What you need to do:
Each line of the listing that includes the string "from" is to be identified and copied.

-- -- --

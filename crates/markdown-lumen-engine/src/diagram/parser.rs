//! # Flowchart Parsing
//!
//! Line-oriented parser for the flowchart subset of the diagram notation.
//!
//! Every line is checked against four independent patterns and *all* matching
//! patterns contribute to the graph. A line such as `A[Start] --> B[End]`
//! therefore declares two nodes and one edge. Lines matching nothing are
//! skipped without error.

use std::sync::OnceLock;

use regex::Regex;

use super::model::{Edge, GraphModel};

fn square_node_re() -> &'static Regex {
    static RE: OnceLock<Regex> = OnceLock::new();
    RE.get_or_init(|| {
        Regex::new(r"([A-Za-z0-9_]+)\[([^\]]+)\]").expect("Invalid square node regex")
    })
}

fn round_node_re() -> &'static Regex {
    static RE: OnceLock<Regex> = OnceLock::new();
    RE.get_or_init(|| Regex::new(r"([A-Za-z0-9_]+)\(([^)]+)\)").expect("Invalid round node regex"))
}

fn edge_re() -> &'static Regex {
    static RE: OnceLock<Regex> = OnceLock::new();
    RE.get_or_init(|| {
        Regex::new(r"([A-Za-z0-9_]+)(?:\[[^\]]*\]|\([^)]*\)|\{[^}]*\})?\s*-->\s*([A-Za-z0-9_]+)")
            .expect("Invalid edge regex")
    })
}

fn labeled_edge_re() -> &'static Regex {
    static RE: OnceLock<Regex> = OnceLock::new();
    RE.get_or_init(|| {
        Regex::new(
            r"([A-Za-z0-9_]+)(?:\[[^\]]*\]|\([^)]*\)|\{[^}]*\})?\s*-->\s*\|([^|]*)\|\s*([A-Za-z0-9_]+)",
        )
        .expect("Invalid labeled edge regex")
    })
}

fn line_break_re() -> &'static Regex {
    static RE: OnceLock<Regex> = OnceLock::new();
    RE.get_or_init(|| {
        Regex::new(r"(?i)[ \t]*(?:<br\s*/?>|\\n)[ \t]*").expect("Invalid line break regex")
    })
}

fn tag_re() -> &'static Regex {
    static RE: OnceLock<Regex> = OnceLock::new();
    RE.get_or_init(|| Regex::new(r"<[^>]*>").expect("Invalid tag regex"))
}

/// Parses a diagram body into a [`GraphModel`].
///
/// Total: unknown lines (including the `flowchart TD` header) are ignored.
pub fn parse(source: &str) -> GraphModel {
    let mut graph = GraphModel::new();

    for line in source.lines().map(str::trim).filter(|l| !l.is_empty()) {
        let before = (graph.nodes().len(), graph.edges().len());

        declare_nodes(&mut graph, square_node_re(), line);
        declare_nodes(&mut graph, round_node_re(), line);
        push_edges(&mut graph, line);
        push_labeled_edges(&mut graph, line);

        if before == (graph.nodes().len(), graph.edges().len()) {
            log::trace!("diagram line produced nothing: {line:?}");
        }
    }

    graph
}

fn declare_nodes(graph: &mut GraphModel, re: &Regex, line: &str) {
    for caps in re.captures_iter(line) {
        graph.declare_node(&caps[1], normalize_label(&caps[2]));
    }
}

/// Plain edges. Restarting the search at the target id turns a chain like
/// `A --> B --> C` into one edge per hop.
fn push_edges(graph: &mut GraphModel, line: &str) {
    let re = edge_re();
    let mut at = 0;
    while let Some(caps) = re.captures_at(line, at) {
        let Some(to) = caps.get(2) else { break };
        graph.push_edge(Edge {
            from: caps[1].to_string(),
            to: to.as_str().to_string(),
            label: None,
        });
        at = to.start();
    }
}

fn push_labeled_edges(graph: &mut GraphModel, line: &str) {
    let re = labeled_edge_re();
    let mut at = 0;
    while let Some(caps) = re.captures_at(line, at) {
        let Some(to) = caps.get(3) else { break };
        let label = normalize_label(&caps[2]);
        graph.push_edge(Edge {
            from: caps[1].to_string(),
            to: to.as_str().to_string(),
            label: (!label.is_empty()).then_some(label),
        });
        at = to.start();
    }
}

/// Each line-break marker, with the blanks around it, becomes one space.
/// Any other tag-like `<...>` is dropped. Author spacing is kept.
pub fn normalize_label(raw: &str) -> String {
    let spaced = line_break_re().replace_all(raw, " ");
    tag_re().replace_all(&spaced, "").trim().to_string()
}
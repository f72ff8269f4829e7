//! # Block Stages
//!
//! Line-oriented stages and the final block classification.
//!
//! ## Modules
//!
//! - **`kinds`**: one type per block construct owning its syntax
//!   (`Heading`, `CodeFence`, `List`, `Rule`, `Paragraph`)
//! - **`types`**: `Block` and `ListItem`
//!
//! ## Classification
//!
//! After all text stages have run, [`split_blocks`] cuts the text on blank
//! lines. A segment that already starts with block-level markup passes
//! through as-is; a diagram placeholder becomes the rendered diagram; every
//! other segment becomes a paragraph.

pub mod kinds;
pub mod types;

pub use kinds::{CodeFence, Heading, List, Paragraph, Rule};
pub use types::{Block, ListItem};

use crate::diagram::Extraction;

/// Classifies the blank-line separated segments of `text`, in order.
pub fn split_blocks(text: &str, extraction: &Extraction) -> Vec<Block> {
    Paragraph::segments(text)
        .map(|segment| classify(segment, extraction))
        .collect()
}

/// Classifies one trimmed segment.
pub fn classify(segment: &str, extraction: &Extraction) -> Block {
    if let Some(rendered) = extraction.placeholder_markup(segment) {
        return Block::DiagramPlaceholder {
            rendered_markup: rendered.to_string(),
        };
    }

    let markup = segment.to_string();
    let Some(tag) = opening_tag(segment) else {
        return Block::Paragraph { markup };
    };

    match tag.as_str() {
        "h1" | "h2" | "h3" | "h4" | "h5" | "h6" => Block::Heading {
            level: tag.as_bytes()[1] - b'0',
            markup,
        },
        "ul" | "ol" | "li" => Block::List { markup },
        "pre" => Block::CodeBlock { markup },
        "div" => Block::Container { markup },
        "hr" => Block::Rule { markup },
        _ => Block::Paragraph { markup },
    }
}

/// Lowercased name of the tag `segment` opens with, if any.
fn opening_tag(segment: &str) -> Option<String> {
    let rest = segment.strip_prefix('<')?;
    let len = rest
        .bytes()
        .take_while(u8::is_ascii_alphanumeric)
        .count();
    if len == 0 {
        return None;
    }
    match rest.as_bytes().get(len) {
        None | Some(b'>') | Some(b'/') => {}
        Some(b) if b.is_ascii_whitespace() => {}
        Some(_) => return None,
    }
    Some(rest[..len].to_ascii_lowercase())
}
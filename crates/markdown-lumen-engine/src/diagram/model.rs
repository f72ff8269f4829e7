use indexmap::IndexMap;

/// A directed connection between two node identifiers.
///
/// Endpoints are plain identifiers and need not have been declared as nodes.
#[derive(Debug, Clone, PartialEq, Eq)]
pub struct Edge {
    pub from: String,
    pub to: String,
    /// Text between the pipes of `A -->|label| B`.
    pub label: Option<String>,
}

/// Nodes and edges parsed from one diagram block.
///
/// Node order is first-declaration order; the layout engine depends on it.
#[derive(Debug, Clone, Default, PartialEq, Eq)]
pub struct GraphModel {
    nodes: IndexMap<String, String>,
    edges: Vec<Edge>,
}

impl GraphModel {
    pub fn new() -> Self {
        Self::default()
    }

    /// Declares a node. A later declaration of the same id is ignored.
    pub fn declare_node(&mut self, id: &str, label: String) {
        if !self.nodes.contains_key(id) {
            self.nodes.insert(id.to_string(), label);
        }
    }

    pub fn push_edge(&mut self, edge: Edge) {
        self.edges.push(edge);
    }

    pub fn nodes(&self) -> &IndexMap<String, String> {
        &self.nodes
    }

    pub fn edges(&self) -> &[Edge] {
        &self.edges
    }

    /// Returns the label of a declared node.
    pub fn label(&self, id: &str) -> Option<&str> {
        self.nodes.get(id).map(String::as_str)
    }

    /// Identifiers in layout order: declared nodes first, then edge endpoints
    /// that were never declared, in order of first reference.
    pub fn node_order(&self) -> Vec<&str> {
        let mut order: Vec<&str> = self.nodes.keys().map(String::as_str).collect();
        for edge in &self.edges {
            for id in [edge.from.as_str(), edge.to.as_str()] {
                if !self.nodes.contains_key(id) && !order.contains(&id) {
                    order.push(id);
                }
            }
        }
        order
    }
}
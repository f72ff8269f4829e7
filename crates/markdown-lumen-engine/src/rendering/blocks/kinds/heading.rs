use std::sync::OnceLock;

use regex::{Captures, Regex};

/// ATX-style headings, levels 1 to 3 only.
///
/// The marker run must be followed by a space, so `####` lines and `#tag`
/// are left alone.
pub struct Heading;

impl Heading {
    fn re() -> &'static Regex {
        static RE: OnceLock<Regex> = OnceLock::new();
        RE.get_or_init(|| Regex::new(r"(?m)^(#{1,3}) (.*)$").expect("Invalid heading regex"))
    }

    /// Rewrites every heading line as `<hN>text</hN>`.
    pub fn apply(text: &str) -> String {
        Self::re()
            .replace_all(text, |caps: &Captures<'_>| {
                let level = caps[1].len();
                format!("<h{level}>{}</h{level}>", caps[2].trim())
            })
            .into_owned()
    }
}
/// Link inline type, `[text](url)`.
pub struct Link;

impl Link {
    pub const OPEN: u8 = b'[';
    pub const MIDDLE: &'static [u8; 2] = b"](";
    pub const CLOSE: u8 = b')';
    /// Links always open in a new browsing context.
    pub const TARGET: &'static str = "_blank";
    /// No opener handle and no referrer for the linked page.
    pub const REL: &'static str = "noopener noreferrer";
}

-- -- --

Output of the exercise:
            from: caps[1].to_string(),
            from: caps[1].to_string(),
    pub from: String,
/// Nodes and edges parsed from one diagram block.
            for id in [edge.from.as_str(), edge.to.as_str()] {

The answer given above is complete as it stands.